タケちゃんが戻ってきて、また別の話題へと変わった。


結局この日倉田くんのことは詳しく聞けないまま、解散した。








「もうすぐ誕生日なんだけど?」


いつものようにお弁当を買いに来たシンくんが私をじろりと見て言った。


「そうなの?」


「あーあ、地酒の店いきたいな〜」


「…加奈子ちゃんと行ったんじゃないの?」


「行ってねえよ。お前が地酒すきだからせっかく声かけてやったのに。あんなふうに逃げられてやりづらかったわ馬鹿。」


「うぅ…。」


あの日の帰り際、加奈子ちゃんが嬉しそうにしていたのは気のせいだったのだろうか。


2人が飲みに行ったわけでないことを知って、嬉しいような、嬉しいと思う自分が嫌なような、複雑な気持ちになった。

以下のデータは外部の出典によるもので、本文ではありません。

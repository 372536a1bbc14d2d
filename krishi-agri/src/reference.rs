//! Village reference tables used by the competition analysis
//!
//! Both files are small two-column CSVs exported from a spreadsheet. A
//! missing or malformed file is not fatal: the built-in sample table is used
//! instead and a warning is logged.

use crate::error::{AgriError, AgriResult};
use std::fs;
use std::path::Path;
use tracing::warn;

pub const VILLAGE_CROP_COLUMN: &str = "neighbouring_crops";
pub const VILLAGE_ACRES_COLUMN: &str = "acres";
pub const PRICE_CROP_COLUMN: &str = "CROP";
pub const PRICE_VALUE_COLUMN: &str = "Total Price earned in a hectare";

/// Ordered `(crop, value)` rows plus a sentence summarizing them
#[derive(Debug, Clone, PartialEq)]
pub struct ReferenceTable {
    pub rows: Vec<(String, i64)>,
    pub summary: String,
}

fn sample_village_crops() -> Vec<(String, i64)> {
    vec![
        ("Rice".to_string(), 100),
        ("Wheat".to_string(), 80),
        ("Sugarcane".to_string(), 60),
    ]
}

fn sample_crop_prices() -> Vec<(String, i64)> {
    vec![
        ("Rice".to_string(), 50000),
        ("Wheat".to_string(), 40000),
        ("Maize".to_string(), 35000),
    ]
}

/// Split one CSV line, honouring double-quoted fields
pub(crate) fn split_csv_line(line: &str) -> Vec<String> {
    let mut fields = Vec::new();
    let mut current = String::new();
    let mut in_quotes = false;
    let mut chars = line.chars().peekable();

    while let Some(c) = chars.next() {
        match c {
            '"' if in_quotes && chars.peek() == Some(&'"') => {
                current.push('"');
                chars.next();
            }
            '"' => in_quotes = !in_quotes,
            ',' if !in_quotes => fields.push(std::mem::take(&mut current)),
            _ => current.push(c),
        }
    }
    fields.push(current);
    fields.into_iter().map(|f| f.trim().to_string()).collect()
}

/// File contents as UTF-8, or decoded byte-per-char for legacy Windows exports
pub(crate) fn read_text(path: &Path) -> AgriResult<String> {
    let bytes = fs::read(path)?;
    Ok(match String::from_utf8(bytes) {
        Ok(text) => text,
        Err(e) => e.into_bytes().into_iter().map(char::from).collect(),
    })
}

/// A headed CSV split into fields; blank lines are skipped
#[derive(Debug)]
pub(crate) struct CsvTable {
    source: String,
    header: Vec<String>,
    rows: Vec<Vec<String>>,
}

impl CsvTable {
    pub(crate) fn read(path: &Path) -> AgriResult<Self> {
        Self::parse(&read_text(path)?, &path.display().to_string())
    }

    pub(crate) fn parse(content: &str, source: &str) -> AgriResult<Self> {
        let mut lines = content
            .trim_start_matches('\u{feff}')
            .lines()
            .filter(|l| !l.trim().is_empty());

        let header = split_csv_line(
            lines
                .next()
                .ok_or_else(|| AgriError::Parse(format!("'{source}' is empty")))?,
        );
        Ok(Self {
            source: source.to_string(),
            header,
            rows: lines.map(split_csv_line).collect(),
        })
    }

    pub(crate) fn column(&self, name: &str) -> AgriResult<usize> {
        self.header.iter().position(|h| h == name).ok_or_else(|| {
            AgriError::Parse(format!("'{}' has no column '{}'", self.source, name))
        })
    }

    /// Data rows numbered from 2, counting non-blank lines only
    pub(crate) fn rows(&self) -> impl Iterator<Item = (usize, &[String])> {
        self.rows
            .iter()
            .enumerate()
            .map(|(i, fields)| (i + 2, fields.as_slice()))
    }

    pub(crate) fn field<'a>(
        &self,
        fields: &'a [String],
        idx: usize,
        line: usize,
    ) -> AgriResult<&'a str> {
        fields.get(idx).map(String::as_str).ok_or_else(|| {
            AgriError::Parse(format!("'{}' row {} is missing fields", self.source, line))
        })
    }
}

/// Read the `(key_column, value_column)` pairs of a headed CSV
///
/// Later duplicates of a key replace the earlier value in place.
pub fn read_two_columns(
    path: &Path,
    key_column: &str,
    value_column: &str,
) -> AgriResult<Vec<(String, i64)>> {
    let table = CsvTable::read(path)?;
    let key_idx = table.column(key_column)?;
    let value_idx = table.column(value_column)?;

    let mut rows: Vec<(String, i64)> = Vec::new();
    for (line, fields) in table.rows() {
        let key = table.field(fields, key_idx, line)?;
        let raw = table.field(fields, value_idx, line)?;
        let value: i64 = raw.parse().map_err(|_| {
            AgriError::Parse(format!(
                "'{}' row {}: {:?} is not an integer",
                path.display(),
                line,
                raw
            ))
        })?;

        match rows.iter_mut().find(|(k, _)| k == key) {
            Some(existing) => existing.1 = value,
            None => rows.push((key.to_string(), value)),
        }
    }
    Ok(rows)
}

fn read_or_sample(
    path: &Path,
    key_column: &str,
    value_column: &str,
    sample: fn() -> Vec<(String, i64)>,
) -> Vec<(String, i64)> {
    match read_two_columns(path, key_column, value_column) {
        Ok(rows) => rows,
        Err(e) => {
            warn!(path = %path.display(), error = %e, "using sample reference data");
            sample()
        }
    }
}

/// Acreage planted by neighbouring farmers
pub fn read_village_crops(path: &Path) -> ReferenceTable {
    let rows = read_or_sample(
        path,
        VILLAGE_CROP_COLUMN,
        VILLAGE_ACRES_COLUMN,
        sample_village_crops,
    );
    let parts: Vec<String> = rows
        .iter()
        .map(|(crop, acres)| format!("{acres} acres of {crop}"))
        .collect();
    let summary = format!("The village has {}.", parts.join(", "));
    ReferenceTable { rows, summary }
}

/// Revenue per hectare by crop
pub fn read_crop_prices(path: &Path) -> ReferenceTable {
    let rows = read_or_sample(
        path,
        PRICE_CROP_COLUMN,
        PRICE_VALUE_COLUMN,
        sample_crop_prices,
    );
    let parts: Vec<String> = rows
        .iter()
        .map(|(crop, price)| format!("{crop} earns {price} per hectare"))
        .collect();
    let summary = format!(
        "Crop earnings per hectare are as follows: {}.",
        parts.join(", ")
    );
    ReferenceTable { rows, summary }
}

翌日は土曜日で、私はBLUEへ出勤する前に商店街をぶらぶらと歩いた。


シンくんへの誕生日プレゼントを選ぶつもりだったのだけど、なにがいいのかさっぱり分からない。


「お、せいらちゃん」


声をかけてきたのは不動産屋のおじいさんだった。


この町に来て、一番最初に入った老舗の不動産屋。

あれから顔を合わせるたびに挨拶する仲になっている。